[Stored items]
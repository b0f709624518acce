//! The `allowlist` use case: only the field type allow-list, driven entirely by arguments.

use crate::check::{CheckOutput, evaluate_config};
use shapeguard_repo::TypeGraphProvider;
use shapeguard_settings::{JsonTagsConfig, Overrides, ShapeguardConfigV1};

pub struct AllowlistInput<'a> {
    pub provider: &'a dyn TypeGraphProvider,
    pub packages: &'a [String],
    /// Pattern a field type signature must match somewhere.
    pub allowlist: &'a str,
    /// `<package-path>.<TypeName>:<FieldName>` keys exempt from the pattern.
    pub excluded: Vec<String>,
}

pub fn run_allowlist(input: AllowlistInput<'_>) -> anyhow::Result<CheckOutput> {
    let cfg = ShapeguardConfigV1 {
        json_tags: JsonTagsConfig {
            enabled: Some(false),
            ..JsonTagsConfig::default()
        },
        ..ShapeguardConfigV1::default()
    };
    let overrides = Overrides {
        allowlist: Some(input.allowlist.to_string()),
        excluded: input.excluded,
    };

    evaluate_config(input.provider, input.packages, cfg, overrides)
}
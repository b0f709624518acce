use thiserror::Error;

#[derive(Debug, Error)]
pub enum MarkerError {
    #[error("marker {marker}: {reason}")]
    InvalidArguments { marker: String, reason: String },

    #[error("marker {marker}: missing required argument {argument}")]
    MissingArgument { marker: String, argument: String },

    #[error("marker {marker}: cannot encode enum value as a JSON literal: {source}")]
    Encode {
        marker: String,
        #[source]
        source: serde_json::Error,
    },

    #[error("marker {0} is already registered")]
    Duplicate(String),

    #[error("feature-set activation is already initialized")]
    AlreadyInitialized,
}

* TASK DETAILS
Down to the last line, return the data above exactly.

* EXERCISE RESPONSE
repository b0f709624518acce
//! The `allowlist` use case: only the field type allow-list, driven entirely by arguments.

use crate::check::{CheckOutput, evaluate_config};
use shapeguard_repo::TypeGraphProvider;
use shapeguard_settings::{JsonTagsConfig, Overrides, ShapeguardConfigV1};

pub struct AllowlistInput<'a> {
    pub provider: &'a dyn TypeGraphProvider,
    pub packages: &'a [String],
    /// Pattern a field type signature must match somewhere.
    pub allowlist: &'a str,
    /// `<package-path>.<TypeName>:<FieldName>` keys exempt from the pattern.
    pub excluded: Vec<String>,
}

pub fn run_allowlist(input: AllowlistInput<'_>) -> anyhow::Result<CheckOutput> {
    let cfg = ShapeguardConfigV1 {
        json_tags: JsonTagsConfig {
            enabled: Some(false),
            ..JsonTagsConfig::default()
        },
        ..ShapeguardConfigV1::default()
    };
    let overrides = Overrides {
        allowlist: Some(input.allowlist.to_string()),
        excluded: input.excluded,
    };

    evaluate_config(input.provider, input.packages, cfg, overrides)
}
repository b0f709624518acce
use thiserror::Error;

#[derive(Debug, Error)]
pub enum MarkerError {
    #[error("marker {marker}: {reason}")]
    InvalidArguments { marker: String, reason: String },

    #[error("marker {marker}: missing required argument {argument}")]
    MissingArgument { marker: String, argument: String },

    #[error("marker {marker}: cannot encode enum value as a JSON literal: {source}")]
    Encode {
        marker: String,
        #[source]
        source: serde_json::Error,
    },

    #[error("marker {0} is already registered")]
    Duplicate(String),

    #[error("feature-set activation is already initialized")]
    AlreadyInitialized,
}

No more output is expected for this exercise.